Третий доказал, при помощи Дарвина, что первобытные люди питались исключительно бананами. Но вмешался еще один и при помощи того же Дарвина стал отрицать это.
Его поддержал пятый, приведя в доказательство зубы:
— Если первобытные люди питались бананами, почему же у них были такие крепкие зубы?
Но вступил ортодокс, сотворил молитву над плодами и заявил:
— О чем вы тут спорите? Разве вы забыли, что сказано в Писании? Б-г ведь так наказал Адаму: «со всех деревьев в саду ешьте, кроме этих двух деревьев».
Само собой понятно, что против такого объяснения запротестовал атеист, и они оба немного повздорили, но очень добродушно. После еды у каждого человека хорошее настроение, особенно после такого продолжительного голода. На душе стало легче, в глазах посветлело. Захотелось немного отдохнуть, растянуться на мягкой траве во весь рост, глядя на синее небо.
И все растянулись, задрав головы. Но долго глядеть на небо нельзя — подкрадывается сон и, видимо, на долгое время, ибо, когда мы проснулись, солнце уже стояло довольно низко.
И наша первая мысль была:
— Воды! Где достать глоток воды?
И, как водится, взялись за долгое обсуждение. Кто-то заметил, что вода должна быть поблизости: где горы — там и вода.
Материалист
Другие ополчились:
— Это вовсе не доказано. Могут быть горы, но без воды.
Все мы высказали свое мнение. Тринадцать человек — тринадцать мнений. Тринадцатым был рабочий, который любил постоянно быть последним. Он сперва извинился, что осмеливается в таком почтенном обществе выступать со своими мнениями, но если ему будет позволено, он хочет сказать, что спорить не надо, а лучше всего пусть разрешат ему добежать до ближайшей горы и убедиться, есть ли там вода.
Нечего говорить, что это предложение было принято почти единогласно, — и через очень короткое время рабочий прибежал с известием, что тут недалеко под горой протекает ручей с чудесной холодной водой. Жаль только, у него нет под рукой ведра, а то бы он принес. Он боится, что нам всем придется потрудиться и сходить самим. Конечно, мы «потрудились», направились туда и увидели ручей кристальной чистоты. Ручей падал с горы и пропадал где-то в лесу. Мы опустились на колени, припав губами к воде, как делали некогда наши предки. И снова мы ожили, снова посветлело в глазах. Мы уселись на берегу ручья.

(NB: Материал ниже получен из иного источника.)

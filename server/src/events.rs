//! Event handlers for the four points in a task group's lifecycle where the
//! monitor hands off to the outside world while holding the distributed
//! lock: `TaskScheduler` (dispatch), `CheckWorking` (liveness poll),
//! `TaskFinish` (advance to the next fire) and `ClientJoin` (registration).
//!
//! They are behind a trait so the dispatch transport (HTTP to a worker
//! client here) can be swapped without touching the monitor's state machine.

use crate::id_gen::IdGenerator;
use crate::repository::{SharedClientRepository, SharedGroupRepository};
use async_trait::async_trait;
use dashmap::DashMap;
use shared::api::{endpoints, DispatchRequest};
use shared::domain::{Client, ClientStatus};
use std::sync::Arc;
use tokio::sync::{mpsc, Mutex, RwLock};
use tracing::{debug, info, warn};

/// Shared handles a monitor passes to its event bus at each of the four
/// call sites, bundled so the trait methods stay single-argument.
#[derive(Clone)]
pub struct MonitorContext {
    pub name: String,
    pub group: Arc<Mutex<shared::domain::TaskGroup>>,
    pub local_clients: Arc<DashMap<i64, Client>>,
    pub client_registry: Arc<crate::registry::ClientRegistry>,
    pub cur_client: Arc<RwLock<Option<i64>>>,
    pub updated_tx: mpsc::Sender<()>,
}

#[async_trait]
pub trait EventBus: Send + Sync {
    async fn task_scheduler(&self, ctx: MonitorContext);
    async fn check_working(&self, ctx: MonitorContext);
    async fn task_finish(&self, ctx: MonitorContext);
    async fn client_join(&self, client: Client);
}

/// Picks the best client for a task group at version `ver`, falling back to
/// older versions it is still able to run.
pub fn polling_client(group_name: &str, ver: i32, local_clients: &DashMap<i64, Client>) -> Option<Client> {
    for v in (1..=ver.max(0)).rev() {
        let mut best: Option<Client> = None;
        for entry in local_clients.iter() {
            let c = entry.value();
            if c.status != ClientStatus::OnlineSchedulable {
                continue;
            }
            if !c.jobs.iter().any(|j| j.name == group_name && j.ver == v) {
                continue;
            }
            if best.as_ref().map(|b| c.schedule_at < b.schedule_at).unwrap_or(true) {
                best = Some(c.clone());
            }
        }
        if best.is_some() {
            return best;
        }
    }
    None
}

pub struct HttpEventBus {
    http: reqwest::Client,
    group_repo: SharedGroupRepository,
    client_repo: SharedClientRepository,
    id_gen: IdGenerator,
}

impl HttpEventBus {
    pub fn new(group_repo: SharedGroupRepository, client_repo: SharedClientRepository) -> Self {
        Self {
            http: reqwest::Client::new(),
            group_repo,
            client_repo,
            id_gen: IdGenerator::new(),
        }
    }

    /// Stamps `schedule_at` to now on the dispatched client, everywhere a
    /// copy of it is kept, so the least-recently-used tiebreak in
    /// `polling_client` actually rotates across successive dispatches
    /// (spec.md §4.4's "Fair Selection" property) instead of always
    /// re-picking the same client.
    async fn mark_scheduled(&self, ctx: &MonitorContext, client_id: i64) {
        let now = shared::domain::now_millis();

        if let Some(handle) = ctx.client_registry.get(client_id) {
            let mut c = handle.client.write().await;
            c.schedule_at = now;
            let snapshot = c.clone();
            drop(c);
            if let Err(err) = self.client_repo.save(&snapshot).await {
                warn!(client_id, error = %err, "failed to persist client schedule_at after dispatch");
            }
        }

        if let Some(mut entry) = ctx.local_clients.get_mut(&client_id) {
            entry.schedule_at = now;
        }
    }
}

#[async_trait]
impl EventBus for HttpEventBus {
    async fn task_scheduler(&self, ctx: MonitorContext) {
        let (group_name, ver, task_id, caption, data) = {
            let g = ctx.group.lock().await;
            (g.name.clone(), g.ver, g.task.id, g.caption.clone(), g.data.clone())
        };

        let Some(client) = polling_client(&group_name, ver, &ctx.local_clients) else {
            debug!(group = %group_name, "no schedulable client available");
            let mut g = ctx.group.lock().await;
            g.schedule_fail();
            drop(g);
            let _ = ctx.updated_tx.try_send(());
            return;
        };

        *ctx.cur_client.write().await = Some(client.id);

        let request = DispatchRequest {
            task_id,
            group_name: group_name.clone(),
            ver,
            caption,
            data,
        };
        let url = format!("http://{}:{}{}", client.ip, client.port, endpoints::DISPATCH);

        let dispatched = match self.http.post(&url).json(&request).send().await {
            Ok(resp) if resp.status().is_success() => true,
            Ok(resp) => {
                warn!(group = %group_name, client = client.id, status = %resp.status(), "dispatch rejected");
                false
            }
            Err(err) => {
                warn!(group = %group_name, client = client.id, error = %err, "dispatch request failed");
                false
            }
        };

        let mut g = ctx.group.lock().await;
        if dispatched {
            g.set_client(shared::domain::ClientRef {
                id: client.id,
                ip: client.ip.clone(),
                name: client.name.clone(),
            });
        } else {
            g.schedule_fail();
        }
        if let Err(err) = self.group_repo.save(&g).await {
            warn!(group = %group_name, error = %err, "failed to persist group after scheduling attempt");
        }
        drop(g);

        if dispatched {
            self.mark_scheduled(&ctx, client.id).await;
        }
        let _ = ctx.updated_tx.try_send(());
    }

    async fn check_working(&self, ctx: MonitorContext) {
        let cur = *ctx.cur_client.read().await;
        let disappeared = match cur {
            Some(id) => match ctx.client_registry.get(id) {
                Some(handle) => handle.client.read().await.is_not_schedule(),
                None => true,
            },
            None => true,
        };

        if disappeared {
            let mut g = ctx.group.lock().await;
            info!(group = %g.name, "client disappeared mid-task, marking task failed");
            g.client_offline();
            if let Err(err) = self.group_repo.save(&g).await {
                warn!(group = %g.name, error = %err, "failed to persist group after client disappearance");
            }
        }
        let _ = ctx.updated_tx.try_send(());
    }

    async fn task_finish(&self, ctx: MonitorContext) {
        let mut g = ctx.group.lock().await;
        let finished_task = g.task.clone();

        g.run_count += 1;
        let window = g.run_count.min(100).max(1);
        g.run_speed_avg += (finished_task.run_speed - g.run_speed_avg) / window;
        g.last_run_at = shared::domain::now_millis();

        if !g.cron.is_empty() {
            let now = shared::domain::now_millis();
            if let Err(err) = g.calculate_next_at_by_cron(now) {
                warn!(group = %g.name, error = %err, "invalid cron expression, next_at unchanged");
            }
        }

        let next_id = self.id_gen.next_id();
        g.create_task(next_id);
        g.need_save = true;

        if let Err(err) = self.group_repo.save(&g).await {
            warn!(group = %g.name, error = %err, "failed to persist group after task finish");
        } else {
            g.need_save = false;
        }
        let group_name = g.name.clone();
        drop(g);

        if let Err(err) = self.group_repo.record_finished_task(&group_name, &finished_task).await {
            warn!(group = %group_name, error = %err, "failed to record finished task history");
        }
        let _ = ctx.updated_tx.try_send(());
    }

    async fn client_join(&self, client: Client) {
        info!(client_id = client.id, name = %client.name, "client joined");
        if let Err(err) = self.client_repo.save(&client).await {
            warn!(client_id = client.id, error = %err, "failed to persist client on join");
        }
    }
}

#[cfg(test)]
mod tests {
    use super::*;
    use shared::domain::JobRef;

    fn client(id: i64, schedule_at: i64, ver: i32) -> Client {
        Client {
            id,
            name: format!("worker-{id}"),
            ip: "127.0.0.1".into(),
            port: 9000,
            status: ClientStatus::OnlineSchedulable,
            jobs: vec![JobRef {
                name: "demo".into(),
                ver,
            }],
            schedule_at,
        }
    }

    #[test]
    fn polling_client_prefers_least_recently_scheduled() {
        let clients = DashMap::new();
        clients.insert(1, client(1, 200, 1));
        clients.insert(2, client(2, 100, 1));
        let picked = polling_client("demo", 1, &clients).unwrap();
        assert_eq!(picked.id, 2);
    }

    #[test]
    fn polling_client_falls_back_to_older_version() {
        let clients = DashMap::new();
        clients.insert(1, client(1, 0, 1));
        let picked = polling_client("demo", 3, &clients).unwrap();
        assert_eq!(picked.id, 1);
    }

    #[test]
    fn polling_client_skips_not_schedulable() {
        let clients = DashMap::new();
        let mut c = client(1, 0, 1);
        c.status = ClientStatus::OnlineNotSchedulable;
        clients.insert(1, c);
        assert!(polling_client("demo", 1, &clients).is_none());
    }

    #[tokio::test]
    async fn mark_scheduled_rotates_the_least_recently_used_pick() {
        use crate::registry::{ClientHandle, ClientRegistry};
        use tempfile::tempdir;
        use tokio_util::sync::CancellationToken;

        let dir = tempdir().unwrap();
        let repo = Arc::new(crate::repository::SqliteRepository::open(&dir.path().join("db.sqlite")).unwrap());
        let bus = HttpEventBus::new(repo.clone(), repo.clone());

        let client_registry = Arc::new(ClientRegistry::new());
        let local_clients = Arc::new(DashMap::new());
        for id in [1, 2] {
            let c = client(id, 0, 1);
            local_clients.insert(id, c.clone());
            client_registry.push(
                id,
                Arc::new(ClientHandle {
                    client: Arc::new(RwLock::new(c)),
                    cancel: CancellationToken::new(),
                }),
            );
        }

        let (tx, _rx) = mpsc::channel(8);
        let ctx = MonitorContext {
            name: "demo".into(),
            group: Arc::new(Mutex::new(shared::domain::TaskGroup::new("demo".into(), 1))),
            local_clients: Arc::clone(&local_clients),
            client_registry: Arc::clone(&client_registry),
            cur_client: Arc::new(RwLock::new(None)),
            updated_tx: tx,
        };

        // Both clients start at schedule_at=0; either could be picked first,
        // but whichever is picked must not be picked again until the other
        // has also had a turn.
        let first = polling_client("demo", 1, &local_clients).unwrap();
        bus.mark_scheduled(&ctx, first.id).await;
        tokio::time::sleep(std::time::Duration::from_millis(2)).await;

        let second = polling_client("demo", 1, &local_clients).unwrap();
        assert_ne!(second.id, first.id, "same client picked twice in a row after being marked scheduled");

        bus.mark_scheduled(&ctx, second.id).await;
        tokio::time::sleep(std::time::Duration::from_millis(2)).await;
        let third = polling_client("demo", 1, &local_clients).unwrap();
        assert_eq!(third.id, first.id, "round robin should cycle back to the first client");

        // The authoritative registry record must reflect the stamped time too.
        let handle = client_registry.get(first.id).unwrap();
        assert!(handle.client.read().await.schedule_at > 0);
    }
}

Сидим и глядим, как заходит солнце и прячется за густым, темным лесом. Теплый день готовится уступить свое место прохладному вечеру. И вечер реет над нами и наводит нас на новое размышление:
— А где нам поспать?
Конечно, мнения разделяются. Один говорит, что лучше всего переночевать в лесу. Другой против этого, опасаясь диких зверей. Третий предлагает подняться на гору:
— Авось, там мы найдем что-нибудь.
Его перебивает кто-то, утверждая, что кроме камней там ничего не найдем. Следующий оратор заявляет, что это и хорошо: из камней можно построить что-нибудь для защиты от дождя.
Идеалист
Разговаривая так, мы удаляемся от ручья и незаметно доходим до какой-то огромной пещеры. Возможно, эта пещера сделана человеческими руками.
И об этом различные мнения. Но все согласны, что здесь мы должны проводить наши ночи. Разве есть что-нибудь другое? И, если уж вы хотите знать, это не так скверно. Правда, одеял и подушек у нас не было, зато каждый постелил себе свежей травы. Для женщины мы отвели отдельный уголок и из листьев сделали нечто вроде ширмы. Всю эту работу исполнил рабочий. Не думайте, что мы его заставили работать. Он сам за это взялся, дав нам понять, что это его дело, ибо он прирожденный рабочий, привыкший к постоянному труду. Он не может не работать. Сказать, что мы особенно упорствовали, — я не могу. Но мы тоже не сидели сложа руки. Мы были заняты весьма серьезным вопросом: «где мы находимся?» Нет ничего хуже, как не знать, где находишься. Удивительное дело!
Среди нас было много интеллигентных людей. Были люди даже ученые, философы, но ни одного, кто бы знал географию и мог назвать все острова. Один кое-что помнил и стал сыпать названия ни к селу, ни к городу:
— Сицилия, Сардиния, Куба, Ямайка, Урагвай, Индостан, Гиндукуш, Гималаи, Анды, Тибет, Арарат…
— Те-те, — отозвался другой, — смотрите-ка, куда он заехал! С островов взобрался на горы.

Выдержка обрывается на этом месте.